I was talking about this with my buddy Jesterspawn who offered his personal theory: the Xbox One is not offering a product to its audience. Instead, the audience it brings is the product. The best way to think of this is to look at television. NBC is not really trying to deliver content to a viewing audience. What NBC is really concerned about is delivering the viewing audience to advertisers which is how they make their money. In similar fashion, Microsoft is looking to use the Xbox One to deliver people to Netflix, the NFL sports network, HBO, and whatever other sources of media it can partner with. Microsoft can then start data mining users to find out TV and movie watching habits, internet surfing habits, game playing habits and so on. Live in-game advertising is probably not far away.
This isn’t a totally novel idea. When you put things this way, the Xbox One actually looks like a competitor not to the PS4 but to Google TV. Google TV is also a system which overlays graphics and information on top of live TV coming through your cable box, satellite dish, or whatever. The main edge of the Xbox One is its interface which combines Kinect with voice controls to switch seamlessly between movies, TV, music, internet, and other media. I’m not sure how much of a selling point that is, to be honest. I can’t say I’ve ever watched a show on TV and thought to myself, “Boy I wish I could switch instantaneously to internet surfing right now.”
Actually, when I do get that urge, I just pick up my iPad.
Which brings us to the central issue with set top boxes like the Xbox One. Every media and electronic corporation wants to sell you one. But there isn’t much evidence that we really want them. Put simply, people have shown that they are perfectly willing to have a videogame console, a Blu-Ray player, and a web browser in separate machines. It’s just not that inconvenient to have multiple machines doing one thing well, and it also avoids giving us features that we don’t need. For example, I am not going to watch TV through the Xbox One because I don’t have cable. I download or stream everything. The smart TV feature on the Xbox One is wasted money for me.
The other issue is that the Xbox One and Google TV are both heavily reliant on underlying infrastructure built by Microsoft or Google. And neither company has the best setup for everything. When it comes to web browsing, I vastly prefer Chrome to Internet Explorer. But if I have an Xbox One, I’m out of luck. If I want to play videogames, I’ll have to use the Xbox One. Google TV has no videogames other than browser-based ones. If I have to find information on the internet, you can be sure that the Xbox One is going to force you to use Bing. Let that sink in for a second.

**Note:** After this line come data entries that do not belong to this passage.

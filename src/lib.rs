//! # securesync
//!
//! A bidirectional, content-encrypting file synchronizer between a
//! local directory and a remote object-storage bucket. Files leaving
//! the local side are hashed, gzip-compressed, and encrypted with an
//! Argon2id-derived key before they ever reach the network; remote
//! object names are deterministic salted hashes of the relative path,
//! and a local SQLite index is the only thing that can translate a
//! relative path back into a remote object identity.
//!
//! ## Quick start
//!
//! ```no_run
//! use securesync::config::{Cli, RunConfig};
//! use securesync::orchestrator;
//! use securesync::progress::ProgressReporter;
//! use clap::Parser;
//! use std::sync::Arc;
//!
//! # async fn run() -> securesync::error::Result<()> {
//! let cli = Cli::parse();
//! let config = RunConfig::from_cli(&cli)?;
//! let reporter = Arc::new(ProgressReporter::new());
//! orchestrator::run(config, reporter).await?;
//! # Ok(())
//! # }
//! ```

#![warn(missing_docs)]
#![warn(clippy::all)]

pub mod action;
pub mod config;
pub mod core;
pub mod error;
pub mod folder;
pub mod index;
pub mod orchestrator;
pub mod progress;
pub mod remote;
pub mod secure_name;
pub mod stream;
pub mod sync;

pub use config::{Cli, Direction, RunConfig, RunMode};
pub use error::{Result, SyncError};
pub use progress::ProgressReporter;

/// Library version.
pub const VERSION: &str = env!("CARGO_PKG_VERSION");

/// Convenient re-exports for common usage.
pub mod prelude {
    //! ```no_run
    //! use securesync::prelude::*;
    //! ```

    pub use crate::action::{Action, ActionBundle, ActionContext};
    pub use crate::config::{Cli, Direction, RunConfig, RunMode};
    pub use crate::error::{Result, SyncError};
    pub use crate::folder::{Folder, FolderKind, LocalFolder, PathEntity, SecureFolder};
    pub use crate::index::{IndexEntry, IndexFactory, SecureIndex};
    pub use crate::progress::ProgressReporter;
    pub use crate::remote::{RemoteStore, S3RemoteStore};
    pub use crate::secure_name::{secure_name, Salts};
    pub use crate::sync::{plan, PolicyConfig, SyncDirection};
}
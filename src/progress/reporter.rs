//! Progress reporter implementation
//!
//! Uses indicatif for beautiful progress bars with:
//! - File count progress
//! - Byte transfer progress
//! - Throughput and ETA display
//! - Multi-bar support for parallel operations

use indicatif::{MultiProgress, ProgressBar, ProgressDrawTarget, ProgressStyle};
use std::sync::atomic::{AtomicU64, AtomicBool, Ordering};
use std::time::{Duration, Instant};

/// Progress reporter for copy operations
pub struct ProgressReporter {
    /// Multi-progress container
    multi: MultiProgress,
    /// Main progress bar (bytes)
    bytes_bar: ProgressBar,
    /// File count progress bar
    files_bar: ProgressBar,
    /// Current status message
    status: ProgressBar,
    /// Start time
    start_time: Instant,
    /// Total bytes to copy
    total_bytes: AtomicU64,
    /// Total files to copy
    total_files: AtomicU64,
    /// Bytes copied so far
    bytes_copied: AtomicU64,
    /// Files copied so far
    files_copied: AtomicU64,
    /// Is progress enabled
    enabled: AtomicBool,
    /// Files skipped due to access/permission problems while walking
    skipped: AtomicU64,
}

impl ProgressReporter {
    /// Create a new progress reporter
    pub fn new() -> Self {
        let multi = MultiProgress::new();

        // Status line
        let status = multi.add(ProgressBar::new_spinner());
        status.set_style(
            ProgressStyle::default_spinner()
                .template("{spinner:.cyan} {msg}")
                .expect("Invalid template")
        );

        // Files progress bar
        let files_bar = multi.add(ProgressBar::new(0));
        files_bar.set_style(
            ProgressStyle::default_bar()
                .template("{prefix:.bold.dim} [{bar:40.cyan/blue}] {pos}/{len} files ({percent}%)")
                .expect("Invalid template")
                .progress_chars("=> ")
        );
        files_bar.set_prefix("Files");

        // Bytes progress bar
        let bytes_bar = multi.add(ProgressBar::new(0));
        bytes_bar.set_style(
            ProgressStyle::default_bar()
                .template("{prefix:.bold.dim} [{bar:40.green/white}] {bytes}/{total_bytes} ({bytes_per_sec}, ETA {eta})")
                .expect("Invalid template")
                .progress_chars("=> ")
        );
        bytes_bar.set_prefix("Data ");

        Self {
            multi,
            bytes_bar,
            files_bar,
            status,
            start_time: Instant::now(),
            total_bytes: AtomicU64::new(0),
            total_files: AtomicU64::new(0),
            bytes_copied: AtomicU64::new(0),
            files_copied: AtomicU64::new(0),
            enabled: AtomicBool::new(true),
            skipped: AtomicU64::new(0),
        }
    }

    /// A path existed at listing time but vanished before it could be
    /// read — broken symlink or a race with another process (§4.E).
    pub fn local_access_error(&self, path: &str) {
        self.skipped.fetch_add(1, Ordering::Relaxed);
        tracing::warn!(path, "local file vanished or is inaccessible, skipping");
    }

    /// A path exists but is not readable by this process (§4.E).
    pub fn local_permission_error(&self, path: &str) {
        self.skipped.fetch_add(1, Ordering::Relaxed);
        tracing::warn!(path, "permission denied reading local file, skipping");
    }

    /// One action (upload/download/delete) finished; log success at
    /// debug level and bump the files counter (§5).
    pub fn action_success(&self, path: &str, bytes: u64) {
        tracing::debug!(path, bytes, "action succeeded");
        self.increment_files(1);
        self.increment_bytes(bytes);
    }

    /// One action failed; always logged, never fatal to the run by
    /// itself (the scheduler aggregates failures, §7).
    pub fn action_error(&self, path: &str, error: &str) {
        tracing::error!(path, error, "action failed");
    }

    /// Total files skipped due to local access/permission errors.
    pub fn skipped_count(&self) -> u64 {
        self.skipped.load(Ordering::Relaxed)
    }

    /// Create a disabled progress reporter (for quiet mode)
    pub fn disabled() -> Self {
        let reporter = Self::new();
        reporter.enabled.store(false, Ordering::SeqCst);
        reporter.multi.set_draw_target(ProgressDrawTarget::hidden());
        reporter
    }

    /// Set total bytes to transfer
    pub fn set_total_bytes(&self, total: u64) {
        self.total_bytes.store(total, Ordering::Relaxed);
        self.bytes_bar.set_length(total);
    }

    /// Set total files to transfer
    pub fn set_total_files(&self, total: u64) {
        self.total_files.store(total, Ordering::Relaxed);
        self.files_bar.set_length(total);
    }

    /// Increment bytes copied
    pub fn increment_bytes(&self, bytes: u64) {
        self.bytes_copied.fetch_add(bytes, Ordering::Relaxed);
        self.bytes_bar.inc(bytes);
    }

    /// Increment files copied
    pub fn increment_files(&self, count: u64) {
        self.files_copied.fetch_add(count, Ordering::Relaxed);
        self.files_bar.inc(count);
    }

    /// Set current status message
    pub fn set_status(&self, msg: &str) {
        self.status.set_message(msg.to_string());
    }

    /// Get elapsed time
    pub fn elapsed(&self) -> Duration {
        self.start_time.elapsed()
    }

    /// Finish progress with success message
    pub fn finish_success(&self, message: &str) {
        self.status.finish_with_message(format!("✓ {}", message));
        self.files_bar.finish();
        self.bytes_bar.finish();
    }

    /// Finish progress with error message
    pub fn finish_error(&self, message: &str) {
        self.status.finish_with_message(format!("✗ {}", message));
        self.files_bar.abandon();
        self.bytes_bar.abandon();
    }

    /// Check if progress is enabled
    pub fn is_enabled(&self) -> bool {
        self.enabled.load(Ordering::Relaxed)
    }
}

impl Default for ProgressReporter {
    fn default() -> Self {
        Self::new()
    }
}
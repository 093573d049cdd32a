//! Hash stream: a pass-through `PullRead` that accumulates a content
//! digest over every byte it forwards.
//!
//! The distilled spec permits "any fixed hash" (it calls out MD5-
//! equivalent as the default in the original). This crate uses MD5 for
//! the stream-stage digest to match the original's resume bookkeeping,
//! while the index's separate content-hash commitment (used for
//! comparison-level-4 change detection, §4.H) may use any of the
//! stronger digests already in the dependency graph.

use crate::error::Result;
use crate::stream::pull::PullRead;

/// Digest algorithm used for a `HashStream`.
#[derive(Debug, Clone, Copy, PartialEq, Eq)]
pub enum HashAlgorithm {
    Md5,
    Sha256,
    Blake3,
}

enum Digest {
    Md5(md5::Context),
    Sha256(sha2::Sha256),
    Blake3(blake3::Hasher),
}

impl Digest {
    fn new(algo: HashAlgorithm) -> Self {
        use sha2::Digest as _;
        match algo {
            HashAlgorithm::Md5 => Digest::Md5(md5::Context::new()),
            HashAlgorithm::Sha256 => Digest::Sha256(sha2::Sha256::new()),
            HashAlgorithm::Blake3 => Digest::Blake3(blake3::Hasher::new()),
        }
    }

    fn update(&mut self, data: &[u8]) {
        use sha2::Digest as _;
        match self {
            Digest::Md5(ctx) => ctx.consume(data),
            Digest::Sha256(hasher) => hasher.update(data),
            Digest::Blake3(hasher) => {
                hasher.update(data);
            }
        }
    }

    fn hex_digest(self) -> String {
        use sha2::Digest as _;
        match self {
            Digest::Md5(ctx) => format!("{:x}", ctx.compute()),
            Digest::Sha256(hasher) => hex::encode(hasher.finalize()),
            Digest::Blake3(hasher) => hasher.finalize().to_hex().to_string(),
        }
    }
}

/// Pass-through reader that updates a running digest on every byte
/// observed and exposes `hex_digest()` once the stream has reached EOF.
pub struct HashStream<R> {
    upstream: R,
    digest: Option<Digest>,
    algo: HashAlgorithm,
    finished: bool,
}

impl<R: PullRead> HashStream<R> {
    pub fn new(upstream: R, algo: HashAlgorithm) -> Self {
        Self {
            upstream,
            digest: Some(Digest::new(algo)),
            algo,
            finished: false,
        }
    }

    /// The hex digest of everything pulled so far. Only meaningful once
    /// the stream has been read to EOF.
    pub fn hex_digest(&mut self) -> String {
        let digest = self.digest.take().unwrap_or(Digest::new(self.algo));
        let hex = digest.hex_digest();
        // hex_digest consumed the digest; start a fresh one so repeated
        // calls (e.g. after more reads) don't panic, though callers
        // should only call this after EOF.
        self.digest = Some(Digest::new(self.algo));
        hex
    }

    pub fn is_finished(&self) -> bool {
        self.finished
    }
}

impl<R: PullRead> PullRead for HashStream<R> {
    fn read(&mut self, n: i64) -> Result<Vec<u8>> {
        let chunk = self.upstream.read(n)?;
        if chunk.is_empty() {
            self.finished = true;
        } else if let Some(digest) = self.digest.as_mut() {
            digest.update(&chunk);
        }
        Ok(chunk)
    }
}

#[cfg(test)]
mod tests {
    use super::*;
    use crate::stream::pull::SliceSource;

    #[test]
    fn digest_matches_known_md5() {
        let data = b"hello\n";
        let mut stream = HashStream::new(SliceSource::new(data), HashAlgorithm::Md5);
        let out = stream.read_to_end().unwrap();
        assert_eq!(out, data);
        let expected = format!("{:x}", md5::compute(data));
        assert_eq!(stream.hex_digest(), expected);
    }

    #[test]
    fn pass_through_is_byte_identical() {
        let data = b"some arbitrary bytes to forward".repeat(37);
        let mut stream = HashStream::new(SliceSource::new(&data), HashAlgorithm::Sha256);
        assert_eq!(stream.read_to_end().unwrap(), data);
    }
}
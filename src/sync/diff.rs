//! Diff engine (§4.G): merge-walks two sorted `PathEntity` streams.
//!
//! Grounded on the case-insensitive total ordering `IndexEntry` and
//! `PathEntity` both define (`original_source/index/secure_index.py`'s
//! `IndexEntry.__le__`): both streams are produced pre-sorted by their
//! respective folders, so a single linear merge pairs every entry on
//! exactly one side unless both have it, with no resorting here.

use crate::folder::PathEntity;

/// One step of the merge-walk: the source-side entry, the destination-
/// side entry, or both when they compare equal.
#[derive(Debug)]
pub struct DiffPair {
    pub src: Option<PathEntity>,
    pub dst: Option<PathEntity>,
}

fn key(entity: &PathEntity) -> String {
    entity.relative_path.to_lowercase()
}

/// Merge-walks `src` and `dst`, both assumed sorted case-insensitively
/// by `relative_path` with directories preceding their contents. Yields
/// one `DiffPair` per distinct path; no entry is yielded twice (§8
/// property 4).
pub fn diff(src: Vec<PathEntity>, dst: Vec<PathEntity>) -> Vec<DiffPair> {
    let mut pairs = Vec::new();
    let mut src_iter = src.into_iter().peekable();
    let mut dst_iter = dst.into_iter().peekable();

    loop {
        match (src_iter.peek(), dst_iter.peek()) {
            (None, None) => break,
            (Some(_), None) => {
                pairs.push(DiffPair {
                    src: src_iter.next(),
                    dst: None,
                });
            }
            (None, Some(_)) => {
                pairs.push(DiffPair {
                    src: None,
                    dst: dst_iter.next(),
                });
            }
            (Some(s), Some(d)) => {
                let (sk, dk) = (key(s), key(d));
                match sk.cmp(&dk) {
                    std::cmp::Ordering::Less => {
                        pairs.push(DiffPair {
                            src: src_iter.next(),
                            dst: None,
                        });
                    }
                    std::cmp::Ordering::Greater => {
                        pairs.push(DiffPair {
                            src: None,
                            dst: dst_iter.next(),
                        });
                    }
                    std::cmp::Ordering::Equal => {
                        pairs.push(DiffPair {
                            src: src_iter.next(),
                            dst: dst_iter.next(),
                        });
                    }
                }
            }
        }
    }

    pairs
}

And that’s just in North America. Netflix streaming on the Xbox One is going to be useless in Asia or many European countries. NFL Sports? Do I even need to point out how little the rest of the world will care about that? Microsoft will have to negotiate deals with media companies all over the world if it hopes to compete on the international stage, and all those separate arrangements are going to be time consuming and fragmented. Meanwhile, many TVs are already coming with built in internet streaming these days.
Microsoft certainly seems to have been smarter about the feature set for the Xbox One than Sony was for the PS3. This may be the closest thing to a set top box we’ll get today, at least in North America. But I can’t shake the feeling that the very concept of a set top box still isn’t all that compelling to consumers.